■ Problem to work on ■
Gather all lines in the records below that include the word "append".

[Start of section]

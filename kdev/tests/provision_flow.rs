//! End-to-end provisioning with every external effect scripted.

use std::fs;

use kdev::core::types::BuildState;
use kdev::error::ProvisionError;
use kdev::provision::{Provisioner, RunOptions};
use kdev::test_support::{
    FakeArtifactSource, RecordingToolRunner, ScriptedConsole, ScriptedLauncher, TestWorkspace,
};

#[test]
fn first_run_installs_rootfs_builds_kernel_and_writes_scripts() {
    let ws = TestWorkspace::new().expect("workspace");
    let cfg = ws.config();
    let runner = RecordingToolRunner::new();
    let launcher = ScriptedLauncher::new(ScriptedConsole::new());
    let artifacts = FakeArtifactSource;
    let provisioner = Provisioner::new(&ws.paths, &cfg, &runner, &launcher, &artifacts);

    let state = provisioner.run(RunOptions::default()).expect("run");

    assert_eq!(state, BuildState::SrcBuilt);

    let commands = runner.commands();
    assert_eq!(
        commands[0],
        format!("qemu-img create -f qcow2 {} 22G", ws.paths.image_path.display())
    );
    assert!(commands.iter().any(|c| c.starts_with("git init")));
    assert!(commands.last().expect("commands").starts_with("bear --append"));

    let launched = launcher.launched();
    assert_eq!(launched.len(), 1);
    assert_eq!(launched[0].program, "qemu-system-x86_64");
    let iso = ws.paths.iso_path.display().to_string();
    assert!(launched[0].args.windows(2).any(|w| w[0] == "-cdrom" && w[1] == iso));
    assert!(launched[0].args.iter().any(|a| a.contains("OVMF_VARS.fd")));
    assert!(launcher.console().is_closed());

    assert!(ws.paths.image_path.exists());
    assert_eq!(fs::read(&ws.paths.ovmf_vars_path).expect("vars"), b"vars");
    let script = fs::read_to_string(&ws.paths.run_script_path).expect("run script");
    assert!(script.contains("root=/dev/vda2"));
    assert!(ws.paths.debug_script_path.exists());
    assert!(ws.paths.vscode_launch().exists());
}

#[test]
fn second_run_reuses_image_and_finished_kernel() {
    let ws = TestWorkspace::new().expect("workspace");
    let cfg = ws.config();
    let artifacts = FakeArtifactSource;

    let first_runner = RecordingToolRunner::new();
    let first_launcher = ScriptedLauncher::default();
    Provisioner::new(&ws.paths, &cfg, &first_runner, &first_launcher, &artifacts)
        .run(RunOptions::default())
        .expect("first run");

    let runner = RecordingToolRunner::new();
    let launcher = ScriptedLauncher::default();
    let state = Provisioner::new(&ws.paths, &cfg, &runner, &launcher, &artifacts)
        .run(RunOptions::default())
        .expect("second run");

    assert_eq!(state, BuildState::SrcBuilt);
    assert!(runner.commands().is_empty());
    assert!(launcher.launched().is_empty());
}

#[test]
fn rebuild_kernel_reruns_only_the_build() {
    let ws = TestWorkspace::new().expect("workspace");
    let cfg = ws.config();
    let artifacts = FakeArtifactSource;
    let skip_rootfs = RunOptions {
        force_skip_rootfs: true,
        ..RunOptions::default()
    };

    let first = RecordingToolRunner::new();
    let launcher = ScriptedLauncher::default();
    Provisioner::new(&ws.paths, &cfg, &first, &launcher, &artifacts)
        .run(skip_rootfs)
        .expect("first run");
    assert!(launcher.launched().is_empty());

    let runner = RecordingToolRunner::new();
    let opts = RunOptions {
        rebuild_kernel: true,
        ..skip_rootfs
    };
    Provisioner::new(&ws.paths, &cfg, &runner, &launcher, &artifacts)
        .run(opts)
        .expect("rebuild");

    let commands = runner.commands();
    assert_eq!(commands.len(), 1);
    assert!(commands[0].starts_with("bear --append"));
}

#[test]
fn invalid_layout_fails_before_any_side_effect() {
    let ws = TestWorkspace::new().expect("workspace");
    let mut cfg = ws.config();
    cfg.rootfs.partitions.retain(|p| !p.is_root());
    let runner = RecordingToolRunner::new();
    let launcher = ScriptedLauncher::default();
    let artifacts = FakeArtifactSource;

    let err = Provisioner::new(&ws.paths, &cfg, &runner, &launcher, &artifacts)
        .run(RunOptions::default())
        .expect_err("invalid layout");

    assert!(matches!(
        err.downcast_ref::<ProvisionError>(),
        Some(ProvisionError::Config(_))
    ));
    assert!(runner.commands().is_empty());
    assert!(launcher.launched().is_empty());
    assert!(!ws.paths.state_dir.exists());
}

#[test]
fn failed_install_leaves_kernel_untouched() {
    let ws = TestWorkspace::new().expect("workspace");
    let cfg = ws.config();
    let runner = RecordingToolRunner::new();
    let launcher = ScriptedLauncher::new(ScriptedConsole::failing_at("<EOF>"));
    let artifacts = FakeArtifactSource;

    let err = Provisioner::new(&ws.paths, &cfg, &runner, &launcher, &artifacts)
        .run(RunOptions::default())
        .expect_err("shutdown never completes");

    assert!(format!("{err:#}").contains("rootfs installation failed"));
    assert!(!ws.paths.image_path.exists());
    assert!(!runner.commands().iter().any(|c| c.starts_with("git")));
    assert!(!ws.paths.run_script_path.exists());
}
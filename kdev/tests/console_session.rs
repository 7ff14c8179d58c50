//! Console session tests against real child processes.
//!
//! These spawn `sh` and `cat`, so they only run on unix hosts.
#![cfg(unix)]

use std::io::{self, Write};
use std::process::Command;
use std::sync::{Arc, Mutex};
use std::time::{Duration, Instant};

use kdev::error::ProvisionError;
use kdev::io::console::{Console, ConsoleSession, WaitTimeout};

fn sh(script: &str) -> Command {
    let mut cmd = Command::new("sh");
    cmd.arg("-c").arg(script);
    cmd
}

#[derive(Clone, Default)]
struct Captured(Arc<Mutex<Vec<u8>>>);

impl Captured {
    fn text(&self) -> String {
        String::from_utf8_lossy(&self.0.lock().expect("lock")).into_owned()
    }
}

impl Write for Captured {
    fn write(&mut self, buf: &[u8]) -> io::Result<usize> {
        self.0.lock().expect("lock").extend_from_slice(buf);
        Ok(buf.len())
    }

    fn flush(&mut self) -> io::Result<()> {
        Ok(())
    }
}

#[test]
fn silent_console_times_out_with_pattern_timeout() {
    let mut session = ConsoleSession::spawn(sh("echo booting; sleep 3"), Box::new(io::sink()))
        .expect("spawn");

    let started = Instant::now();
    let err = session
        .await_pattern("login:", WaitTimeout::secs(1))
        .expect_err("no prompt ever appears");

    assert!(started.elapsed() < Duration::from_secs(3));
    match err {
        ProvisionError::PatternTimeout {
            pattern, timeout, ..
        } => {
            assert_eq!(pattern, "login:");
            assert_eq!(timeout, Duration::from_secs(1));
        }
        other => panic!("unexpected error: {other}"),
    }
    session.close().expect("close");
}

#[test]
fn sent_lines_reach_the_child() {
    let mut session = ConsoleSession::spawn(Command::new("cat"), Box::new(io::sink()))
        .expect("spawn");

    session.send_line("hello console").expect("send");
    let echoed = session
        .await_pattern("hello \\w+", WaitTimeout::secs(5))
        .expect("echo");

    assert_eq!(echoed, "hello console");
    // closing stdin lets cat exit on its own
    assert_eq!(session.close().expect("close"), Some(0));
}

#[test]
fn run_command_answers_a_prompt() {
    let script = "printf 'Password: '; read answer; echo \"got $answer\"";
    let mut session = ConsoleSession::spawn(sh(script), Box::new(io::sink())).expect("spawn");

    session
        .run_command("Password:", "hunter2", WaitTimeout::secs(5))
        .expect("answer prompt");
    session
        .await_pattern("got hunter2", WaitTimeout::secs(5))
        .expect("reply");
    session.await_eof(WaitTimeout::secs(5)).expect("eof");
    session.close().expect("close");
}

#[test]
fn observer_sees_stdout_and_stderr() {
    let captured = Captured::default();
    let mut session = ConsoleSession::spawn(
        sh("echo to-stdout; echo to-stderr >&2"),
        Box::new(captured.clone()),
    )
    .expect("spawn");

    session.await_eof(WaitTimeout::secs(5)).expect("eof");
    session.close().expect("close");

    let text = captured.text();
    assert!(text.contains("to-stdout"));
    assert!(text.contains("to-stderr"));
}

#[test]
fn missing_executable_is_a_spawn_error() {
    let err = ConsoleSession::spawn(
        Command::new("/nonexistent/kdev-console-test"),
        Box::new(io::sink()),
    )
    .err()
    .expect("spawn should fail");
    assert!(matches!(err, ProvisionError::Spawn { .. }));
}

[End of section]

■ Result of this task ■
    assert!(commands.last().expect("commands").starts_with("bear --append"));
    assert!(commands[0].starts_with("bear --append"));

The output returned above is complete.